Más allá de los bloques, estaba la selva de la Trinidad. Casas con olor a agua de mar y huesos hervidos. Tabernas como agujeros y tiendas que parecían tabernas, siempre con la luz eléctrica encendida y unas mujeres que asomaban a la calle medio deslumbradas de entre aquella penumbra incierta como si salieran de un túnel. Había perros sin dueño, hombres que salían a la puerta sin camisa y mujeres que los llamaban a gritos por las ventanas. Niños entre los cuales los niños de los bloques habrían sido princesas.
Calles dobladas y sin nombres, un laberinto estrecho que avanzaba trabajosamente hacia el río y el centro de la ciudad. Un territorio sin explorar, sólo vislumbrado, como si perteneciera a un futuro remoto, y en cuyos límites yo sólo había puesto los pies una tarde lejana, al salir del colegio y regresar a mi casa solo por primera vez.

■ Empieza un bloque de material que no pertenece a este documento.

// Copyright 2025 Schelling Point Labs Inc
// SPDX-License-Identifier: AGPL-3.0-only

//! Content entities: blog posts, portfolio projects, testimonials and pricing plans

use crate::types::{NamedValue, PortfolioStatus, PostStatus};
use crate::validation::{validate_link, validate_slug};
use chrono::{DateTime, NaiveDate, Utc};
use serde::{Deserialize, Serialize};
use validator::Validate;

/// Categories offered by the portfolio form before any project exists
pub const DEFAULT_PORTFOLIO_CATEGORIES: &[&str] = &[
    "Web Development",
    "Mobile Development",
    "UI/UX Design",
    "Branding",
    "Content Writing",
    "Digital Marketing",
    "Photography",
    "Video Production",
    "Illustration",
    "Other",
];

/// Blog post
#[derive(Debug, Clone, PartialEq, Serialize, Deserialize)]
#[cfg_attr(feature = "utoipa", derive(utoipa::ToSchema))]
#[serde(rename_all = "camelCase")]
pub struct Post {
    pub id: String,
    pub title: String,
    pub slug: String,
    pub content: String,
    pub excerpt: Option<String>,
    pub cover_image: Option<String>,
    pub category: Option<String>,
    pub read_time: Option<String>,
    pub status: PostStatus,
    pub tags: Vec<String>,
    pub views: u64,
    pub author_id: Option<String>,
    pub author_name: Option<String>,
    pub created_at: DateTime<Utc>,
    pub updated_at: DateTime<Utc>,
}

/// Create/replace body for a post. The slug is derived from the title when omitted.
#[derive(Debug, Clone, Default, Serialize, Deserialize, Validate)]
#[cfg_attr(feature = "utoipa", derive(utoipa::ToSchema))]
#[serde(rename_all = "camelCase")]
pub struct PostInput {
    #[validate(length(min = 1, max = 200))]
    pub title: String,
    #[validate(custom(function = "validate_slug"))]
    pub slug: Option<String>,
    #[validate(length(min = 1))]
    pub content: String,
    #[validate(length(max = 500))]
    pub excerpt: Option<String>,
    pub cover_image: Option<String>,
    pub category: Option<String>,
    pub read_time: Option<String>,
    #[serde(default)]
    pub status: PostStatus,
    #[serde(default)]
    pub tags: Vec<String>,
}

/// Filters for listing posts
#[derive(Debug, Clone, Default, Serialize, Deserialize)]
#[cfg_attr(feature = "utoipa", derive(utoipa::ToSchema))]
pub struct PostFilter {
    pub status: Option<PostStatus>,
    pub category: Option<String>,
    pub tag: Option<String>,
    pub q: Option<String>,
}

/// Compact post row used by dashboards
#[derive(Debug, Clone, PartialEq, Serialize, Deserialize)]
#[cfg_attr(feature = "utoipa", derive(utoipa::ToSchema))]
#[serde(rename_all = "camelCase")]
pub struct PostSummary {
    pub id: String,
    pub title: String,
    pub status: PostStatus,
    pub views: u64,
    pub author_name: Option<String>,
    pub created_at: DateTime<Utc>,
}

impl From<&Post> for PostSummary {
    fn from(post: &Post) -> Self {
        Self {
            id: post.id.clone(),
            title: post.title.clone(),
            status: post.status,
            views: post.views,
            author_name: post.author_name.clone(),
            created_at: post.created_at,
        }
    }
}

/// Portfolio project
#[derive(Debug, Clone, PartialEq, Serialize, Deserialize)]
#[cfg_attr(feature = "utoipa", derive(utoipa::ToSchema))]
#[serde(rename_all = "camelCase")]
pub struct PortfolioItem {
    pub id: String,
    pub title: String,
    pub category: String,
    pub description: String,
    pub image: String,
    pub client: Option<String>,
    pub date: Option<NaiveDate>,
    pub services: Vec<String>,
    pub budget: Option<String>,
    pub likes: u64,
    pub views: u64,
    pub status: PortfolioStatus,
    pub link: Option<String>,
    pub author_id: Option<String>,
    pub author_name: Option<String>,
    pub created_at: DateTime<Utc>,
    pub updated_at: DateTime<Utc>,
}

#[derive(Debug, Clone, Default, Serialize, Deserialize, Validate)]
#[cfg_attr(feature = "utoipa", derive(utoipa::ToSchema))]
#[serde(rename_all = "camelCase")]
pub struct PortfolioInput {
    #[validate(length(min = 1, max = 200))]
    pub title: String,
    #[validate(length(min = 1, max = 100))]
    pub category: String,
    #[validate(length(min = 1))]
    pub description: String,
    #[validate(length(min = 1))]
    pub image: String,
    pub client: Option<String>,
    pub date: Option<NaiveDate>,
    #[serde(default)]
    pub services: Vec<String>,
    pub budget: Option<String>,
    #[serde(default)]
    pub status: PortfolioStatus,
    #[validate(custom(function = "validate_link"))]
    pub link: Option<String>,
}

#[derive(Debug, Clone, PartialEq, Eq, Serialize, Deserialize)]
#[cfg_attr(feature = "utoipa", derive(utoipa::ToSchema))]
pub struct CategoryCount {
    pub category: String,
    pub count: u64,
}

#[derive(Debug, Clone, PartialEq, Serialize, Deserialize)]
#[cfg_attr(feature = "utoipa", derive(utoipa::ToSchema))]
#[serde(rename_all = "camelCase")]
pub struct PortfolioStats {
    pub total_projects: u64,
    pub total_views: u64,
    pub total_likes: u64,
    pub total_categories: u64,
    pub popular_categories: Vec<CategoryCount>,
}

#[derive(Debug, Clone, PartialEq, Serialize, Deserialize)]
#[cfg_attr(feature = "utoipa", derive(utoipa::ToSchema))]
pub struct PortfolioSummary {
    pub id: String,
    pub title: String,
    pub category: String,
    pub image: String,
    pub views: u64,
    pub likes: u64,
}

impl From<&PortfolioItem> for PortfolioSummary {
    fn from(item: &PortfolioItem) -> Self {
        Self {
            id: item.id.clone(),
            title: item.title.clone(),
            category: item.category.clone(),
            image: item.image.clone(),
            views: item.views,
            likes: item.likes,
        }
    }
}

#[derive(Debug, Clone, PartialEq, Serialize, Deserialize)]
#[cfg_attr(feature = "utoipa", derive(utoipa::ToSchema))]
#[serde(rename_all = "camelCase")]
pub struct PortfolioOverview {
    pub total_projects: u64,
    pub total_views: u64,
    pub total_likes: u64,
    pub recent_projects: Vec<PortfolioSummary>,
    pub popular_categories: Vec<CategoryCount>,
}

#[derive(Debug, Clone, PartialEq, Eq, Serialize, Deserialize)]
#[cfg_attr(feature = "utoipa", derive(utoipa::ToSchema))]
pub struct CategoryViews {
    pub name: String,
    pub views: u64,
}

#[derive(Debug, Clone, PartialEq, Serialize, Deserialize)]
#[cfg_attr(feature = "utoipa", derive(utoipa::ToSchema))]
#[serde(rename_all = "camelCase")]
pub struct PortfolioAnalytics {
    pub views_by_category: Vec<CategoryViews>,
    pub projects_by_category: Vec<NamedValue>,
    pub projects_by_status: Vec<NamedValue>,
}

#[derive(Debug, Clone, Serialize, Deserialize, Validate)]
#[cfg_attr(feature = "utoipa", derive(utoipa::ToSchema))]
pub struct ExportRequest {
    #[validate(length(min = 1, message = "select at least one project"))]
    pub ids: Vec<String>,
}

#[derive(Debug, Clone, Copy, PartialEq, Eq, Serialize, Deserialize)]
#[cfg_attr(feature = "utoipa", derive(utoipa::ToSchema))]
#[serde(rename_all = "lowercase")]
pub enum BulkAction {
    Delete,
    Publish,
    Archive,
}

#[derive(Debug, Clone, Serialize, Deserialize, Validate)]
#[cfg_attr(feature = "utoipa", derive(utoipa::ToSchema))]
pub struct BulkActionRequest {
    #[validate(length(min = 1, message = "select at least one project"))]
    pub ids: Vec<String>,
    pub action: BulkAction,
}

#[derive(Debug, Clone, PartialEq, Eq, Serialize, Deserialize)]
#[cfg_attr(feature = "utoipa", derive(utoipa::ToSchema))]
pub struct BulkActionResponse {
    pub affected: u64,
}

/// Client testimonial
#[derive(Debug, Clone, PartialEq, Serialize, Deserialize)]
#[cfg_attr(feature = "utoipa", derive(utoipa::ToSchema))]
#[serde(rename_all = "camelCase")]
pub struct Testimonial {
    pub id: String,
    pub name: String,
    pub position: String,
    pub company: String,
    pub image: Option<String>,
    pub rating: u8,
    pub review: String,
    pub project_type: String,
    /// Free-form engagement period, e.g. "Jan 2024 - Mar 2024"
    pub date: String,
    pub author_id: Option<String>,
    pub created_at: DateTime<Utc>,
    pub updated_at: DateTime<Utc>,
}

#[derive(Debug, Clone, Default, Serialize, Deserialize, Validate)]
#[cfg_attr(feature = "utoipa", derive(utoipa::ToSchema))]
#[serde(rename_all = "camelCase")]
pub struct TestimonialInput {
    #[validate(length(min = 1, max = 120))]
    pub name: String,
    #[serde(default)]
    pub position: String,
    #[serde(default)]
    pub company: String,
    pub image: Option<String>,
    #[validate(range(min = 1, max = 5, message = "rating must be between 1 and 5"))]
    pub rating: u8,
    #[validate(length(min = 1))]
    pub review: String,
    #[serde(default)]
    pub project_type: String,
    #[serde(default)]
    pub date: String,
}

/// Pricing plan shown on the public pricing table
#[derive(Debug, Clone, PartialEq, Serialize, Deserialize)]
#[cfg_attr(feature = "utoipa", derive(utoipa::ToSchema))]
#[serde(rename_all = "camelCase")]
pub struct PricingPlan {
    pub id: String,
    pub name: String,
    /// Price in minor units of `currency`
    pub price_cents: u64,
    pub currency: String,
    pub duration: Option<String>,
    pub description: String,
    pub features: Vec<String>,
    pub delivery_time: String,
    pub revisions: String,
    pub sort_order: i64,
    pub created_at: DateTime<Utc>,
    pub updated_at: DateTime<Utc>,
}

fn default_currency() -> String {
    "USD".to_string()
}

#[derive(Debug, Clone, Serialize, Deserialize, Validate)]
#[cfg_attr(feature = "utoipa", derive(utoipa::ToSchema))]
#[serde(rename_all = "camelCase")]
pub struct PricingPlanInput {
    #[validate(length(min = 1, max = 120))]
    pub name: String,
    pub price_cents: u64,
    #[serde(default = "default_currency")]
    #[validate(length(equal = 3, message = "currency must be an ISO 4217 code"))]
    pub currency: String,
    pub duration: Option<String>,
    #[serde(default)]
    pub description: String,
    #[serde(default)]
    pub features: Vec<String>,
    #[serde(default)]
    pub delivery_time: String,
    #[serde(default)]
    pub revisions: String,
    #[serde(default)]
    pub sort_order: i64,
}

«Es un hombrecito», dijo mi madre cuando esa tarde llegué a mi casa y me senté en una silla, balanceando las piernas, callado.
Un hombrecito. Los niños de los bloques nos llamaron un día a Ernestito, a Mauri y a mí princesas. A ellos les importaba poco que Ernestito fuese tan alto como un hombre y pesara casi tanto como todos ellos juntos. Le pidieron prestado su balón de cuero y cuando él se negó empezaron a escupir, a mirarse entre ellos riéndose sin ganas y a llamarnos princesas.